Turrubiates-Hernández et al., 7 Mar 2024, peer-reviewed, 11 authors.
This PaperVitamin AAll
Vitamin A Positively Correlates with Secretory Immunoglobulin A: A Cross-Sectional Study in Omicron COVID-19 Outpatients
Francisco Javier Turrubiates-Hernández, Samuel García-Arellano, Laura Elena Herrera-Jiménez, Guillermo González-Estevez, Fabiola Márquez-Sandoval, Diana Lourdes Padilla-Bórquez, Hazael Ramiro Ceja-Gálvez, Natali Vega-Magaña, Ferdinando Nicoletti, Guillermina Muñoz-Ríos, José Francisco Muñoz-Valle
Journal of Clinical Medicine, doi:10.3390/jcm13061538
Background: Respiratory tract infections remain among the leading causes of mortality worldwide. The COVID-19 pandemic has highlighted the importance of mucosal immunity in defending against infectious agents. Vitamin A is known to influence the production of secretory immunoglobulin A (SIgA) predominantly in the gut, where it is a critical component of the first line of defense on mucosal surfaces.
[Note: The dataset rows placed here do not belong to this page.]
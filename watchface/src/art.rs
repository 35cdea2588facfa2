//! Bitmap resources and the lookup tables selecting them
//!
//! All art is stored as 1 bit per pixel, MSB first, rows padded to a whole
//! byte. A set bit is ink.

use embedded_graphics::{geometry::Size, image::ImageRaw, pixelcolor::BinaryColor};

/// A monochrome bitmap compiled into flash
#[derive(Debug, Clone, Copy, PartialEq, Eq)]
pub struct Art {
    data: &'static [u8],
    size: Size,
}

impl Art {
    const fn new(data: &'static [u8], width: u32, height: u32) -> Self {
        Self {
            data,
            size: Size::new(width, height),
        }
    }

    pub fn size(&self) -> Size {
        self.size
    }

    pub fn image(&self) -> ImageRaw<'static, BinaryColor> {
        ImageRaw::new(self.data, self.size.width)
    }
}

pub const LINE: Art = Art::new(include_bytes!("../assets/line.raw"), 240, 2);

const PIKACHU: Art = Art::new(include_bytes!("../assets/pikachu.raw"), 96, 96);
const CHARMANDER: Art = Art::new(include_bytes!("../assets/charmander.raw"), 96, 96);
const ROUTE_TOWNS: Art = Art::new(include_bytes!("../assets/route_towns.raw"), 96, 56);

/// Character shown next to the clock
#[derive(Debug, Clone, Copy, PartialEq, Eq)]
#[cfg_attr(feature = "defmt", derive(defmt::Format))]
pub enum Character {
    Pikachu,
    Charmander,
}

impl Character {
    /// Look up the character for a persisted selection key.
    ///
    /// Unknown keys show Pikachu.
    pub fn from_key(key: i32) -> Self {
        match key {
            4 => Self::Charmander,
            _ => Self::Pikachu,
        }
    }

    pub fn art(&self) -> Art {
        match self {
            Self::Pikachu => PIKACHU,
            Self::Charmander => CHARMANDER,
        }
    }
}

/// Route scenery shown left of the character
#[derive(Debug, Clone, Copy, PartialEq, Eq)]
#[cfg_attr(feature = "defmt", derive(defmt::Format))]
pub enum Route {
    Towns,
}

impl Route {
    pub fn from_key(key: i32) -> Self {
        match key {
            0 => Self::Towns,
            _ => Self::Towns,
        }
    }

    pub fn art(&self) -> Art {
        match self {
            Self::Towns => ROUTE_TOWNS,
        }
    }
}

#[cfg(test)]
mod tests {
    use super::*;

    fn assert_fits(art: Art) {
        let stride = (art.size().width as usize + 7) / 8;
        assert_eq!(art.data.len(), stride * art.size().height as usize);
    }

    #[test]
    fn bitmaps_match_their_size() {
        for art in [LINE, PIKACHU, CHARMANDER, ROUTE_TOWNS] {
            assert_fits(art);
        }
    }

    #[test]
    fn character_lookup() {
        assert_eq!(Character::from_key(0), Character::Pikachu);
        assert_eq!(Character::from_key(4), Character::Charmander);
        assert_eq!(Character::from_key(-1), Character::Pikachu);
        assert_eq!(Character::from_key(5), Character::Pikachu);
    }

    #[test]
    fn route_lookup_defaults_to_towns() {
        assert_eq!(Route::from_key(0), Route::Towns);
        assert_eq!(Route::from_key(9), Route::Towns);
    }
}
Methods: This cross-sectional study, conducted 14 days post-positive COVID-19 diagnosis, aimed to determine the relationship between the nutritional status of vitamin A and SIgA levels in COVID-19 outpatients. Serum and saliva samples were collected. Vitamin A nutritional status was determined based on the assessment of dietary intake and the analysis of retinol-binding protein 4 (RBP4). SIgA levels were analyzed from salivary samples. In addition, serum antibodies were analyzed. Results: Dietary vitamin A intake and RBP4 levels positively correlated with SIgA. Patients with higher vitamin A intake showed higher SIgA/IgG1 and SIgA/IgG3 ratios, while those with higher RBP4 levels showed higher SIgA/IgM, SIgA/IgG1, and SIgA/IgG2 ratios. Conclusions: These findings underscore a significant correlation between vitamin A nutritional status and SIgA levels in COVID-19 outpatients, which may suggest the potential importance of maintaining optimal vitamin A levels for the prevention of viral infections.
Conflicts of Interest: The authors have no relevant financial or non-financial interests to disclose.